___ INPUT MATERIAL

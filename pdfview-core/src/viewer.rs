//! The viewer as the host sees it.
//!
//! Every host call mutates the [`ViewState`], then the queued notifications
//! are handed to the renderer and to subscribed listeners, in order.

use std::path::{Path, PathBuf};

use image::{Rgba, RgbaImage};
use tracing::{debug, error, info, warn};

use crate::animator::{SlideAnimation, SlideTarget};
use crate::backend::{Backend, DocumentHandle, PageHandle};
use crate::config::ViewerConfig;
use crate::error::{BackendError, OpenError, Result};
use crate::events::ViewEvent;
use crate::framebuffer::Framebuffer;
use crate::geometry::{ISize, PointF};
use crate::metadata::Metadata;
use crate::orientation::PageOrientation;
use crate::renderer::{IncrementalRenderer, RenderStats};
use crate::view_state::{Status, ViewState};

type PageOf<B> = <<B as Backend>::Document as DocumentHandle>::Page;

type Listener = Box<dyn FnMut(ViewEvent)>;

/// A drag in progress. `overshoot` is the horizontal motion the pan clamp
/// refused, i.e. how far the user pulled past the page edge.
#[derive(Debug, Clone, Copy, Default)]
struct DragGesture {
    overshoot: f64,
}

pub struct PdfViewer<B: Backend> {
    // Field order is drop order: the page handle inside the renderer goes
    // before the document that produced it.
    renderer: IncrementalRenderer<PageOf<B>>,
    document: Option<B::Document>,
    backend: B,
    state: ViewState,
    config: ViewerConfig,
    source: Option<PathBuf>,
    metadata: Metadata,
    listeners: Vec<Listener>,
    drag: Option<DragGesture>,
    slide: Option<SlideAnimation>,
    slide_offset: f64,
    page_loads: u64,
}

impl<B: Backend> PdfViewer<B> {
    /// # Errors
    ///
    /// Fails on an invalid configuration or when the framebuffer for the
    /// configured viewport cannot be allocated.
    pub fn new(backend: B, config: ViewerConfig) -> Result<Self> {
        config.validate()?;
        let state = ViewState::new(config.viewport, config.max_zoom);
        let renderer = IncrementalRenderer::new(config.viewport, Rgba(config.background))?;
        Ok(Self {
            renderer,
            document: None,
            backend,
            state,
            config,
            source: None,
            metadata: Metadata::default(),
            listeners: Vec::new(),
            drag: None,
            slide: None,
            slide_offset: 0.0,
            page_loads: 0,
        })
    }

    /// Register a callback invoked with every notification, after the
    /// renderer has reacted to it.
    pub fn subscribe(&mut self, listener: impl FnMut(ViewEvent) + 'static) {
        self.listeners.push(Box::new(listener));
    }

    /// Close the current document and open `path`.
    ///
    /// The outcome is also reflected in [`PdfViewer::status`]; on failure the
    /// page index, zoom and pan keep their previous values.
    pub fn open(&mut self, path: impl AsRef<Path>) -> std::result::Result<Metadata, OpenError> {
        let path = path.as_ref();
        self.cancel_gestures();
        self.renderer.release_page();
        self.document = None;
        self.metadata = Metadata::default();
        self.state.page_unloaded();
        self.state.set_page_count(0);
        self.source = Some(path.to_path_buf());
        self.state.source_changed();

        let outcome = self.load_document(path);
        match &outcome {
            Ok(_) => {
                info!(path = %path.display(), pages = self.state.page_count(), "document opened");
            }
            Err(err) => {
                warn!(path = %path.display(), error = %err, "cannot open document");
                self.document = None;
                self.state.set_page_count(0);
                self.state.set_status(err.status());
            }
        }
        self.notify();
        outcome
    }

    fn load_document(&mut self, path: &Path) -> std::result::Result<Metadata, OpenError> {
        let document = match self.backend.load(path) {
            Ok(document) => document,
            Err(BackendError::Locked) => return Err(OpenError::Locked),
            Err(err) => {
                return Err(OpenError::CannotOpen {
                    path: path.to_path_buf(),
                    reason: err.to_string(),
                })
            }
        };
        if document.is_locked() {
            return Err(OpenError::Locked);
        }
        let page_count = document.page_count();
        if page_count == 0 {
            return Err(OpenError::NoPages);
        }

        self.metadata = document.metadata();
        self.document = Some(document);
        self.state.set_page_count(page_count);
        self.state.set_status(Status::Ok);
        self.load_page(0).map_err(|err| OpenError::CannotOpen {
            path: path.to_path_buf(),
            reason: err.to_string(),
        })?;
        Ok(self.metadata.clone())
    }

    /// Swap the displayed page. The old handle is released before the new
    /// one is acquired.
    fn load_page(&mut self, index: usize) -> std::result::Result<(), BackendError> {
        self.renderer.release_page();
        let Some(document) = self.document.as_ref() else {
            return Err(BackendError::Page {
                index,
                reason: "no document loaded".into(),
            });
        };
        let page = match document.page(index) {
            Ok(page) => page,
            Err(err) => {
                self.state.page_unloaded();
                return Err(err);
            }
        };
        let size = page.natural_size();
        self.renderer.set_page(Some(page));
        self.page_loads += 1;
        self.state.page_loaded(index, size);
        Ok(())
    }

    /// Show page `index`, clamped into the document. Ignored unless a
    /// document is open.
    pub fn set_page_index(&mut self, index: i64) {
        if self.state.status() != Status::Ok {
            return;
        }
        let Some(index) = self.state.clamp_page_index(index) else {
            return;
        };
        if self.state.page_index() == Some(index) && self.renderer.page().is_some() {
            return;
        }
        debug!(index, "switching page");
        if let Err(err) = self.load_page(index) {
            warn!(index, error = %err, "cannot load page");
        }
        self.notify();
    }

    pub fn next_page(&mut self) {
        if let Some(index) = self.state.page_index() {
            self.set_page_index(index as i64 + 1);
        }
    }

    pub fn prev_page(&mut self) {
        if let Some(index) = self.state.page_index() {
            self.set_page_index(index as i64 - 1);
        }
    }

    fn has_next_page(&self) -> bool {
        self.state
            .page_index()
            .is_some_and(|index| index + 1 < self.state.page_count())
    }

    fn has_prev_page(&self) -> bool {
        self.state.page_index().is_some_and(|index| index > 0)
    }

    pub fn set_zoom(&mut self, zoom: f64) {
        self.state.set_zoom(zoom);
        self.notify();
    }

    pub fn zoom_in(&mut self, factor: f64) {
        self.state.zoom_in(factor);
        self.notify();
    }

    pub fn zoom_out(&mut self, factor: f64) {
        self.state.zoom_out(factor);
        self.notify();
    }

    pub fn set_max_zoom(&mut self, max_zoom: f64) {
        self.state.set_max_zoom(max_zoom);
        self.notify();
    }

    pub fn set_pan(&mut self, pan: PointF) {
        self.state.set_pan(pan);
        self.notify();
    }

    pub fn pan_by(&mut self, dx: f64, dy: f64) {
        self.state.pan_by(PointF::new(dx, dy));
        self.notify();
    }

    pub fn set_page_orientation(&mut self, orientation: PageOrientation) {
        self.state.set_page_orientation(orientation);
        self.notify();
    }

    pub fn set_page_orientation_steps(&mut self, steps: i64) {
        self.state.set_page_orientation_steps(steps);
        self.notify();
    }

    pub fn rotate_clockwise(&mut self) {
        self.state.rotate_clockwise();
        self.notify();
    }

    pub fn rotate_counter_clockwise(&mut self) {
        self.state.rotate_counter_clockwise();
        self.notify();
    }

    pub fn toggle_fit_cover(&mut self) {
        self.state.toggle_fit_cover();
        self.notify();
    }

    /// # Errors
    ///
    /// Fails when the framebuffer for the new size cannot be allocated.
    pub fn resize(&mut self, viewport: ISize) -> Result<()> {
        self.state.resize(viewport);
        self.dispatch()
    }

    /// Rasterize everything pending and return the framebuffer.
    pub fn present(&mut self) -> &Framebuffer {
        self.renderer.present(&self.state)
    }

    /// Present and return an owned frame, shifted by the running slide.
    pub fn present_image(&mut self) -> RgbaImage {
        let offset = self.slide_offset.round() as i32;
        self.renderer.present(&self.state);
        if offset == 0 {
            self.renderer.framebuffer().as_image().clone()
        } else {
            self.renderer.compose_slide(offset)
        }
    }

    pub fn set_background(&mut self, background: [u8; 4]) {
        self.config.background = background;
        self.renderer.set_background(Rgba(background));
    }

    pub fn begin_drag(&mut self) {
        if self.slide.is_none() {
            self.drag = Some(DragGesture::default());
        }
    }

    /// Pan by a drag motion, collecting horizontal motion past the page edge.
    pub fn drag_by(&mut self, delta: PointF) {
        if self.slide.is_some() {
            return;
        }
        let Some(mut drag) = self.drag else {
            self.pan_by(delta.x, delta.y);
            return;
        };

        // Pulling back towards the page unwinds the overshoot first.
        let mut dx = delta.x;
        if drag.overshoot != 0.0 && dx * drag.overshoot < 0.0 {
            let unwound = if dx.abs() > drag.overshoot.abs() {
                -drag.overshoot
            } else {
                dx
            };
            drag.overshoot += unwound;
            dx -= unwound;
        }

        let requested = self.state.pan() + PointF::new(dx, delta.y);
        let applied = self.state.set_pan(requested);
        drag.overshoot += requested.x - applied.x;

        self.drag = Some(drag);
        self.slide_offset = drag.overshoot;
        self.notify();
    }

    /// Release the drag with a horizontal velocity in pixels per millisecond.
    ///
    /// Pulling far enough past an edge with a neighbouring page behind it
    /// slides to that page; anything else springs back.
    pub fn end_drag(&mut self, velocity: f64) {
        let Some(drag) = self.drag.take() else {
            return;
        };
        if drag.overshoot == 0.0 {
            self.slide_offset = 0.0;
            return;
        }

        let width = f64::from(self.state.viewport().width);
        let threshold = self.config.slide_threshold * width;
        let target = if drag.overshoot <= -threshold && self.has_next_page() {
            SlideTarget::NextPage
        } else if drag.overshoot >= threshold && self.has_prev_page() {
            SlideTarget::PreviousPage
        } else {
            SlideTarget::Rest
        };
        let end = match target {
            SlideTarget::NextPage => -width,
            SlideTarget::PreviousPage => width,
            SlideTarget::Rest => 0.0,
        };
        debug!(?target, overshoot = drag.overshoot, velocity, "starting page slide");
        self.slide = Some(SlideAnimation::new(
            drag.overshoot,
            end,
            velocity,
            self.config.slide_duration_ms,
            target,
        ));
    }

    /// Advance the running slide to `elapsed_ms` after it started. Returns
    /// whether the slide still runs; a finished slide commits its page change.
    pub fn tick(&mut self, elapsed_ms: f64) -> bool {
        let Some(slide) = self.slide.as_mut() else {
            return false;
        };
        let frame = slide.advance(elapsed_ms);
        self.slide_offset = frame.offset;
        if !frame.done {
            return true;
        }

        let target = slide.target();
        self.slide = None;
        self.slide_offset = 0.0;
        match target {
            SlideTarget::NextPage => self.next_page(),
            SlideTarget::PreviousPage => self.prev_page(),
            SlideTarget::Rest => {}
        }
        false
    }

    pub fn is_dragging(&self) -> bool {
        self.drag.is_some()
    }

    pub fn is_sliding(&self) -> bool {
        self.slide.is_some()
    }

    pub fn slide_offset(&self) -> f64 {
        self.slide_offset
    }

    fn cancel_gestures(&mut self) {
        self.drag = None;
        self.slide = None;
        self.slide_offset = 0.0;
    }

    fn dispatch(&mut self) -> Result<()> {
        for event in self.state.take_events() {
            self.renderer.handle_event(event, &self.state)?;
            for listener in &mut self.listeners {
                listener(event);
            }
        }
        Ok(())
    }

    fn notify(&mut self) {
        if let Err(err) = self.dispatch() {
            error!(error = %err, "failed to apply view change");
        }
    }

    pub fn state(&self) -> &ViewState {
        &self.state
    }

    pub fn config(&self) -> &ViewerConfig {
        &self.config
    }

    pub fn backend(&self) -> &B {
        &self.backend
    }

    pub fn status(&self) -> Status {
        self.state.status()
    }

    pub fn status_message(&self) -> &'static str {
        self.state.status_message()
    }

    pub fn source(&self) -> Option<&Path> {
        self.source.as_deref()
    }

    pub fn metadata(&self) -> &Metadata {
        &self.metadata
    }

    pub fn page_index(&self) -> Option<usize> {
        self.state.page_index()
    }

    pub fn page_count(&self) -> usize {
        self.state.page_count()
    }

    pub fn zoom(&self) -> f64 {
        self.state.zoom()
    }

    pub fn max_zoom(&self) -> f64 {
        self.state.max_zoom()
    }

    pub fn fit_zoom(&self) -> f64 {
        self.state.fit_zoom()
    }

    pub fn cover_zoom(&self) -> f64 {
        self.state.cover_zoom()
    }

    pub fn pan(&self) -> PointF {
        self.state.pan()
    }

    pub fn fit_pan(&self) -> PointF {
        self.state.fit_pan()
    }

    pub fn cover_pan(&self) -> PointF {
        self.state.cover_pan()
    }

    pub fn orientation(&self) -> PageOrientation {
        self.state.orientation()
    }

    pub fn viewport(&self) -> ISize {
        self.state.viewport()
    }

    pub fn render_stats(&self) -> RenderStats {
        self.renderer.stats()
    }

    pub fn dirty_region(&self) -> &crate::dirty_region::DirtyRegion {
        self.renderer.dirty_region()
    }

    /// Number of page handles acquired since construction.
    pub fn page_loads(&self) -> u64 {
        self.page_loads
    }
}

______

PROBLEM DESCRIPTION: Which lines of the records hold the string "info"? Copy each one.

EXERCISE SOLUTION:
use tracing::{debug, error, info, warn};
                info!(path = %path.display(), pages = self.state.page_count(), "document opened");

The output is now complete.